Alors que Louane remplissait le Zénith de Paris, la salle voisine, le Trabendo, accueillait une soirée aux antipodes. Comme un voyage dans le Grand Nord, le public a assisté à une représentation de grands maîtres : les mélancoliques Katatonia, soutenus par les nostalgiques Evergrey et les éco-sensibles de Klogr. Ensemble, ils ont enveloppé le Trabendo d’une atmosphère onirique et immersive, offrant un instant suspendu, hors du temps. RockUrLife vous fait revivre cette parenthèse singulière.

Klogr

Pour cette soirée en trois temps, ce sont les Italiens de KLOGR qui ouvrent le bal. Le groupe de metal alternatif avait déjà assuré la première partie d’Evergrey au Petit Bain en novembre 2024. Et pour ce retour parisien, ils semblent avoir déjà fait quelque adeptes. Devant un Trabendo qui se remplit progressivement, le groupe délivre un set court mais efficace.

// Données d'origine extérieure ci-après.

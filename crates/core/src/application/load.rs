// Load Generator - fixed-rate producer for demonstrating backpressure

use crate::application::worker::constants::LOAD_REPORT_INTERVAL;
use crate::application::worker::ShutdownToken;
use crate::domain::{BoundedWorkQueue, DomainError, WorkItem};
use crate::error::{AppError, Result};
use serde::Serialize;
use std::sync::Arc;
use std::time::Duration;
use tokio::time::interval;
use tracing::{debug, info};

/// Highest supported offer rate (one item per microsecond)
pub const MAX_LOAD_RATE: u32 = 1_000_000;

#[derive(Debug, Clone, Copy, Default, PartialEq, Eq, Serialize)]
pub struct LoadSummary {
    pub offered: u64,
    pub accepted: u64,
    pub rejected: u64,
}

impl LoadSummary {
    fn record(&mut self, accepted: bool) {
        self.offered += 1;
        if accepted {
            self.accepted += 1;
        } else {
            self.rejected += 1;
        }
    }
}

/// Offers no-op items to a queue at a fixed rate with `try_enqueue`,
/// counting what the queue turns away
pub struct LoadGenerator {
    queue: Arc<BoundedWorkQueue>,
    rate_per_sec: u32,
    report_interval: Duration,
}

impl LoadGenerator {
    pub fn new(queue: Arc<BoundedWorkQueue>, rate_per_sec: u32) -> Result<Self> {
        if rate_per_sec == 0 || rate_per_sec > MAX_LOAD_RATE {
            return Err(AppError::Config(format!(
                "load rate must be between 1 and {} items/sec, got {}",
                MAX_LOAD_RATE, rate_per_sec
            )));
        }
        Ok(Self {
            queue,
            rate_per_sec,
            report_interval: LOAD_REPORT_INTERVAL,
        })
    }

    pub fn with_report_interval(mut self, report_interval: Duration) -> Self {
        self.report_interval = report_interval;
        self
    }

    /// Offer items until shutdown or until the queue closes
    pub async fn run(self, mut shutdown: ShutdownToken) -> LoadSummary {
        let mut ticks = interval(Duration::from_secs(1) / self.rate_per_sec);
        let mut reports = interval(self.report_interval);
        reports.tick().await;

        let mut total = LoadSummary::default();
        let mut window = LoadSummary::default();
        info!(rate_per_sec = self.rate_per_sec, "Load generator started");

        loop {
            tokio::select! {
                biased;
                _ = shutdown.wait() => break,
                _ = ticks.tick() => {
                    let item = WorkItem::noop().with_label("load");
                    let accepted = match self.queue.try_enqueue(item) {
                        Ok(_) => true,
                        Err(DomainError::Rejected { .. }) => false,
                        Err(e) => {
                            debug!(error = %e, "Queue stopped accepting load");
                            break;
                        }
                    };
                    total.record(accepted);
                    window.record(accepted);
                }
                _ = reports.tick() => {
                    info!(
                        offered = window.offered,
                        accepted = window.accepted,
                        rejected = window.rejected,
                        queue_size = self.queue.size(),
                        "Load window"
                    );
                    window = LoadSummary::default();
                }
            }
        }

        info!(
            offered = total.offered,
            accepted = total.accepted,
            rejected = total.rejected,
            "Load generator stopped"
        );
        total
    }
}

La voix de leur chanteur Rusty, est râpeuse, métallique, presque rocailleuse. Mais la force motrice du groupe réside dans ses lignes de basse massives et écrasantes, soutenues par une batterie martiale. Côté esthétique, Klogr utilise le live comme un vecteur de sensibilisation aux enjeux environnementaux. Ce soir, la guitare de Crivez, floquée à l’effigie de Sea Shepherd, en est un rappel visuel fort. Cette profusion de riffs alternatifs, catchy et lourds, prépare idéalement le public pour ce concert qui s’annonce chargé en émotions. 


Evergrey : intense et voluptueux

La suite de la soirée met à l’honneur des groupes suédois bien connus du public français. Pour cette deuxième partie, c’est EVERGREY qui prend le relais. Habitué des scènes parisiennes, le groupe est accueilli comme un véritable co-headliner pour cette date. L’ouverture sur “Silent Arc”, portée par un riff massif, met immédiatement toutes les têtes en mouvement. Le chant de Tom S. Englund résonne comme un cri de ralliement, repris en chœur par un auditoire conquis, à qui il n’est plus nécessaire de présenter le groupe. 

Sur scène, un nouveau visage attire l’attention : le guitariste Stephen Platt, qui remplace Henrik Danhage pour cette tournée. Connu notamment pour ses collaborations live avec Devin Townsend et pour son travail avec le groupe de death metal mélodique Star Symmetry, Platt impressionne par sa maîtrise guitaristique. Il restitue les solos de Danhage avec une précision bluffante, tout en conservant l’émotion et la sensibilité qui font la signature du groupe.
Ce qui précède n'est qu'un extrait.